Neste preciso ponto   
onde foi o centro   
do nosso primeiro encontro.
Sem charmes ou sinais 
de nervosismo tardio.  
Os nenúfares aglomeraram-se   
como numa plateia   
que nos tirava as medidas e até   
a dicção dos nosso olhos   
era sujeita a escrutínio.  
Os teus gestos eram sentidos.
Não medidos.Sem esquadria.  
Os meus eram a reacção fina aos teus.
Como se eu fosse a água perturbada   
deste lago e tu 
a pedra redonda que em mim saltitou à tona, 
até que se afunda por fim,
dentro da raiz do meu corpo.  
As árvores aqui presentes, 
esticadas ao Sol,   
despojando as várias sombras,
trazem em si marcadas nos ramos,  
as palavras beijadas que soltámos um de cada vez.  

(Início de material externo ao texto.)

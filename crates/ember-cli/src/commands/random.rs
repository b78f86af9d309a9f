//! Headless random system command

use super::{bounds, check_dt, drive};
use anyhow::Result;
use ember_random::{RandomRunner, RandomSystem};

pub struct RandomArgs {
    pub count: usize,
    pub frames: u64,
    pub dt: f64,
    pub speed: f32,
    pub seed: Option<u64>,
}

pub fn run(args: RandomArgs) -> Result<()> {
    check_dt(args.dt)?;
    if !args.speed.is_finite() {
        anyhow::bail!("--speed must be finite, got {}", args.speed);
    }

    let system = match args.seed {
        Some(seed) => RandomSystem::with_seed(args.count, seed),
        None => RandomSystem::new(args.count),
    };
    let mut runner = RandomRunner::new(system, args.speed);
    let clock = drive(&mut runner, args.frames, args.dt, |_, _| {})?;

    let system = &runner.system;
    println!("Particles:  {}", system.len());
    println!("Frames:     {}", clock.frame);
    println!("Simulated:  {:.2}s", clock.total_time);
    if let Some((min, max)) = bounds(system.positions().iter().copied()) {
        println!(
            "Extent:     [{:.3}, {:.3}] .. [{:.3}, {:.3}]",
            min.x, min.y, max.x, max.y
        );
        let n = system.len() as f32;
        let mean_alpha = system.colors().iter().map(|c| c.w).sum::<f32>() / n;
        let mean_size = system.sizes().iter().sum::<f32>() / n;
        println!("Mean alpha: {mean_alpha:.3}");
        println!("Mean size:  {mean_size:.3}");
    }
    Ok(())
}

#[cfg(test)]
mod tests {
    use super::*;

    #[test]
    fn runs_seeded() {
        run(RandomArgs {
            count: 64,
            frames: 120,
            dt: 0.016,
            speed: 1.0,
            seed: Some(3),
        })
        .unwrap();
    }

    #[test]
    fn empty_system_runs() {
        run(RandomArgs {
            count: 0,
            frames: 10,
            dt: 0.016,
            speed: 1.0,
            seed: None,
        })
        .unwrap();
    }

    #[test]
    fn rejects_bad_speed() {
        let err = run(RandomArgs {
            count: 1,
            frames: 1,
            dt: 0.016,
            speed: f32::INFINITY,
            seed: None,
        })
        .unwrap_err();
        assert!(err.to_string().contains("--speed"));
    }
}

Estas pedras onde tomo o meu lugar,
conhecem os contornos do teu corpo
quase de memória e seriam capazes   
de descrever a curvatura 
do meu ventre abraçado, aninhado, 
arrumado  no teu peito.
 
Sei.  
Sei que demoro-me agora aqui.  
De modo disperso.  
Mastigando a saudade.
Meia sem metade.  
Olhando a superfície da água,  
vendo um espelho   
com um reflexo só.
 
Demoro-me aqui.  
Os nenúfares em ajuntamento fiel,  
aguardam por nós.  
Mas do nós,
só eu nesta recordação de paraíso,  
aqui estou sem dó.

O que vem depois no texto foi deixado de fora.